For years now, some of the best, wildest, most moving or revealing stories we've been telling ourselves have come not from books, movies or TV, but from video games. So we're running an occasional series, Reading The Game, in which we take a look at some of these games from a literary perspective.

Any video game can tell an epic story. That's what they're made for. They are our myths and fireside tales, our deepest, strangest form of play. The good ones do epic — world-ending, apocalyptic, stakes as high as the tall corn — like taking a breath. But only the great games can go small. Can tell the tiny tales that knit a narrative together and make it feel true.

That's what The Witcher 3: Wild Hunt is best at. And I oughta know. I spent a full week of my life playing it.

And I'm not talking a few hours a day for seven straight days here. That's for tourists. Dilettantes. No, I spent a solid week inside the skin of Geralt of Rivia — father, monster hunter, Nilfgaard's number one lover-man of witches, sorceresses and succubi. 170-odd hours, from opening tutorial to the minute the credits started to roll. I regret nothing.

When I began, I was terrible. Just me and my dumb horse, Roach, wandering the countryside and being bludgeoned, stabbed, burned, poisoned or disemboweled by everything on two, four or eight legs. When I finished, I was better. Rich, powerful and deadly as all hell.

But I was other things, too. Regretful. Sad. Homeless. Hunted. I had fresh scars and the blood of friends on my hands. I'd done a lot of good and a fair amount of bad (for arguably good reasons) as Geralt. And as the man inside him, I remained haunted by pieces of it.

The plot of Wild Hunt is ... complex. At it's most simplistic (and, therefore, most honest) it is about a man who has misplaced his adopted daughter and will do anything — including bringing about the end of the world — in order to get her back safely. That the man (Geralt) happens to be a monster-hunting bad-ass with two swords and a wicked face scar, and the daughter (Ciri) is following in the family tradition, but is also being chased all over the world by elves and trans-dimensional ice monsters? That in the course of his adventures, Geralt will (among other things), put on a play, murder a tree, find an old lady's frying pan and have sex on a stuffed unicorn? That's all just gravy.

It is the story of a man looking for his daughter. It is the story of a lot of people looking for a lot of missing things — friends, comrades, nations, history — all of which swirl together into the main narrative. Unsurprisingly, The Witcher series is based (loosely) on a series of books by polish author Andrzej Sapkowski (of which a new one has just been announced, called Season Of Storms, along with a brand-new Netflix TV series). But here, now, in my living room, the land is at war. Monsters are everywhere. There is death and horror and tragedy at every turn. And into this rides a man on a horse with a sword and a past.

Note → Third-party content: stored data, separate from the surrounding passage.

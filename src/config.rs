//! Configuration loader and schema types.
//!
//! This module exposes the configuration schema used to drive runtime
//! behavior and helpers to load configuration from disk.

mod load;
mod schema;

pub use schema::*;
use std::fs::OpenOptions;
use std::io;
use std::path::PathBuf;
use std::sync::Mutex;

use tracing_subscriber::{EnvFilter, layer::SubscriberExt, util::SubscriberInitExt};

use crate::config::LoggingSettings;

/// `RUST_LOG` wins; otherwise the configured directive, else `info`.
fn env_filter(configured: &str) -> EnvFilter {
    EnvFilter::try_from_default_env().unwrap_or_else(|_| {
        EnvFilter::try_new(configured).unwrap_or_else(|_| EnvFilter::new("info"))
    })
}

/// Install the global subscriber, appending to the configured log file.
///
/// The terminal belongs to the UI, so nothing is written to stdout/stderr.
pub fn init(settings: &LoggingSettings) -> io::Result<PathBuf> {
    let path = settings.file_path();
    if let Some(parent) = path.parent() {
        std::fs::create_dir_all(parent)?;
    }
    let file = OpenOptions::new().create(true).append(true).open(&path)?;

    tracing_subscriber::registry()
        .with(env_filter(&settings.filter))
        .with(
            tracing_subscriber::fmt::layer()
                .with_writer(Mutex::new(file))
                .with_ansi(false),
        )
        .try_init()
        .map_err(io::Error::other)?;

    Ok(path)
}
//! Controller: wires the [`App`] state-holder to the outside world.
//!
//! It subscribes to the app's events and reacts to them: starting/pausing the
//! media backend, swapping tracks, running the playback clock and mirroring
//! everything to the now-playing surface. All of it happens on the UI thread.

mod artwork;
mod ticker;

use std::path::PathBuf;
use std::sync::mpsc::Receiver;
use std::time::{Duration, Instant};

use tracing::{debug, info, warn};

use crate::app::{App, PlayerEvent};
use crate::audio::{MediaBackend, SongInfo};
use crate::config::Settings;
use crate::mpris::ControlCmd;

pub use ticker::Ticker;

/// Snapshot mirrored to the OS "now playing" surface.
#[derive(Debug, Clone, PartialEq)]
pub struct NowPlayingInfo {
    pub index: usize,
    pub path: PathBuf,
    pub title: String,
    pub artist: String,
    pub art_url: Option<String>,
    pub length: Duration,
    pub elapsed: Duration,
    pub playing: bool,
    pub loaded: bool,
}

/// Receiver of now-playing snapshots.
pub trait NowPlaying {
    fn publish(&self, info: &NowPlayingInfo);
}

#[derive(Debug, Clone)]
pub struct ControllerOptions {
    pub autoplay: bool,
    pub resume_on_track_change: bool,
    pub auto_advance: bool,
    pub tick_interval: Duration,
    pub quit_fade_out: Duration,
    /// Where embedded covers are written for `mpris:artUrl`; `None` disables it.
    pub artwork_dir: Option<PathBuf>,
}

impl ControllerOptions {
    pub fn from_settings(settings: &Settings) -> Self {
        Self {
            autoplay: settings.playback.autoplay,
            resume_on_track_change: settings.playback.resume_on_track_change,
            auto_advance: settings.playback.auto_advance,
            tick_interval: Duration::from_millis(settings.ui.tick_ms),
            quit_fade_out: Duration::from_millis(settings.audio.quit_fade_out_ms),
            artwork_dir: Some(
                std::env::temp_dir().join(format!("encore-{}", std::process::id())),
            ),
        }
    }
}

pub struct Controller<B: MediaBackend, N: NowPlaying> {
    app: App,
    events: Receiver<PlayerEvent>,
    backend: B,
    now_playing: N,
    ticker: Ticker,
    options: ControllerOptions,
    art_url: Option<String>,
}

impl<B: MediaBackend, N: NowPlaying> Controller<B, N> {
    pub fn new(mut app: App, backend: B, now_playing: N, options: ControllerOptions) -> Self {
        let events = app.subscribe();
        Self {
            app,
            events,
            backend,
            now_playing,
            ticker: Ticker::new(options.tick_interval),
            options,
            art_url: None,
        }
    }

    pub fn app(&self) -> &App {
        &self.app
    }

    /// Load the initial track and optionally start playing it.
    pub fn start(&mut self, now: Instant) {
        self.load_current(false);
        if self.options.autoplay && self.app.is_loaded() {
            self.app.play();
        }
        self.dispatch(now);
    }

    /// Apply one control command. Returns `true` when the app should quit.
    pub fn handle(&mut self, cmd: ControlCmd, now: Instant) -> bool {
        debug!(?cmd, "control command");
        match cmd {
            ControlCmd::Quit => {
                info!("quit requested");
                self.ticker.stop();
                self.backend.shutdown(self.options.quit_fade_out);
                return true;
            }
            ControlCmd::PlayPause => {
                if self.app.is_playing() || self.playable() {
                    self.app.toggle();
                }
            }
            ControlCmd::Play => {
                if self.playable() {
                    self.app.play();
                }
            }
            ControlCmd::Pause => self.app.pause(),
            ControlCmd::Stop => {
                self.app.pause();
                self.seek_to(Duration::ZERO);
            }
            ControlCmd::Next => self.app.advance(),
            ControlCmd::Prev => self.app.rewind(),
            ControlCmd::SeekForward(by) => {
                let target = self.backend.position().saturating_add(by);
                self.seek_to(target);
            }
            ControlCmd::SeekBackward(by) => {
                let target = self.backend.position().saturating_sub(by);
                self.seek_to(target);
            }
            ControlCmd::SeekTo(to) => self.seek_to(to),
            ControlCmd::SeekPercent(pct) => {
                let fraction = f64::from(pct.min(100)) / 100.0;
                let target = self.app.duration().mul_f64(fraction);
                self.seek_to(target);
            }
        }
        self.dispatch(now);
        false
    }

    /// Drive the playback clock; call on every event-loop iteration.
    pub fn on_tick(&mut self, now: Instant) {
        if !self.ticker.poll(now) {
            return;
        }

        if self.app.is_playing() && self.backend.is_finished() {
            info!(track = %self.app.current_track().id, "track finished");
            if self.options.auto_advance {
                self.app.advance();
            } else {
                // A drained sink can't be replayed; reload so the track sits
                // ready at the start.
                self.app.pause();
                self.load_current(false);
                self.app.seek(Duration::ZERO);
            }
        } else {
            self.app.tick(self.backend.position());
        }
        self.dispatch(now);
    }

    /// How long the event loop may wait for input before the next tick is due.
    pub fn poll_timeout(&self, now: Instant, max: Duration) -> Duration {
        self.ticker
            .time_until(now)
            .map(|d| d.min(max))
            .unwrap_or(max)
    }

    pub fn now_playing_info(&self) -> NowPlayingInfo {
        let track = self.app.current_track();
        let song = self.app.song();
        NowPlayingInfo {
            index: self.app.index(),
            path: track.path.clone(),
            title: song.title.clone(),
            artist: song.artist.clone(),
            art_url: self.art_url.clone(),
            length: self.app.duration(),
            elapsed: self.app.elapsed(),
            playing: self.app.is_playing(),
            loaded: self.app.is_loaded(),
        }
    }

    fn playable(&self) -> bool {
        if !self.app.is_loaded() {
            debug!(track = %self.app.current_track().id, "nothing loaded, ignoring play");
        }
        self.app.is_loaded()
    }

    fn seek_to(&mut self, target: Duration) {
        if !self.app.is_loaded() {
            return;
        }
        let target = target.min(self.app.duration());
        match self.backend.seek(target) {
            Ok(()) => self.app.seek(target),
            Err(e) => warn!(error = %e, "seek failed"),
        }
    }

    fn dispatch(&mut self, now: Instant) {
        let mut changed = false;
        while let Ok(event) = self.events.try_recv() {
            changed = true;
            match event {
                PlayerEvent::PlayingChanged(true) => {
                    self.backend.play();
                    self.ticker.start(now);
                }
                PlayerEvent::PlayingChanged(false) => {
                    self.backend.pause();
                    self.ticker.stop();
                }
                PlayerEvent::TrackChanged { index, resume } => {
                    debug!(index, resume, "track changed");
                    self.load_current(resume);
                }
                PlayerEvent::TrackLoaded { duration } => {
                    debug!(secs = duration.as_secs(), "track ready");
                }
                PlayerEvent::TrackFailed | PlayerEvent::ElapsedChanged(_) => {}
            }
        }

        if changed {
            self.now_playing.publish(&self.now_playing_info());
        }
    }

    fn load_current(&mut self, resume: bool) {
        let track = self.app.current_track().clone();
        match self.backend.load(&track.path) {
            Ok(loaded) => {
                self.art_url = self.persist_artwork(&loaded.info);
                self.app.track_loaded(loaded.duration, loaded.info);
                if resume && self.options.resume_on_track_change {
                    self.app.play();
                }
            }
            Err(e) => {
                warn!(track = %track.id, error = %e, "failed to load track");
                self.art_url = None;
                self.app.track_failed();
            }
        }
    }

    fn persist_artwork(&self, info: &SongInfo) -> Option<String> {
        let dir = self.options.artwork_dir.as_deref()?;
        let art = info.artwork.as_ref()?;
        match artwork::persist_artwork(dir, self.app.index(), art) {
            Ok(path) => Some(artwork::file_url(&path)),
            Err(e) => {
                warn!(error = %e, "failed to write artwork");
                None
            }
        }
    }
}

#[cfg(test)]
mod tests;
use std::fs;
use std::io;
use std::path::{Path, PathBuf};

use crate::audio::Artwork;

/// Write the cover of track `index` into `dir`, returning the file path.
pub(super) fn persist_artwork(dir: &Path, index: usize, art: &Artwork) -> io::Result<PathBuf> {
    fs::create_dir_all(dir)?;
    let path = dir.join(format!("cover-{index}.{}", art.kind));
    fs::write(&path, &art.data)?;
    Ok(path)
}

pub(super) fn file_url(path: &Path) -> String {
    format!("file://{}", path.display())
}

The Bloody Baron — that's where most people say the story gets good. About 10 hours in, you meet a great, loud fat man who has put himself in charge of a town ravaged by the war. His wife and daughter are missing. And in trade for information about Ciri, Geralt has to find out what happened to the Baron's family. It's one of those encounters that seems like it's going to be simple, but becomes twisted and strange and tragic and, before you know it, has taken hours and days from you like a thief. It deals with drunkenness, abuse, loyalty and rage, medieval fantasy PTSD and magic. It is storytelling with weight, which gives an early example of the stakes Wild Hunt is willing to put on the table and, eventually, the horrors from which it will not shy.

The Bloody Baron. That's a story that people who've been Geralt remember. But for me, it was a rock troll and a boat ... and a painted chicken.

One day, I stumbled upon a troll, stockaded in by the planks of broken boats near a river. He was bigger than me, this troll. Far more dangerous. But also talkative. Funny in his gravel-mouthed way. He told me a story about being asked by a group of soldiers to guard their boats. They'd promised they would make him a soldier if he did this, and the troll really wanted to be a soldier — to wear shiny armor and carry a flag.

Problem was, how could he guard the boats without walls to protect them? His solution: smash the boats and use the wood to make walls. The troll was proud of his idea. But the soldiers had never come back and he felt like he was owed something. What he wanted was for Geralt to find him some paint and make a flag for what was now his castle. "A chicken," as he called it — the Redanian eagle, banner of one of the two sides in this war — that would make him official. I had a choice. I could kill the troll (it was a monster, and hunting monsters was my business), or I could find some paint. I found some paint. That's just how my Geralt rolled. Friend to trolls. A decent man in a bad place.

There were a hundred of these — brief interactions that sometimes ended with me dabbing a chicken on a wall, small moments that stuck with me after I switched the game off. It is rare for a big game to be so focused on the small things. Exceedingly rare for it to be made up, more or less, of a thousand trivial, funny, sad, often pointless stories which all, in their way, cut the path that the plot will ultimately follow.

Good games are epic. Great games are true. And Wild Hunt is that rarest of modern, digital myths: One that is both.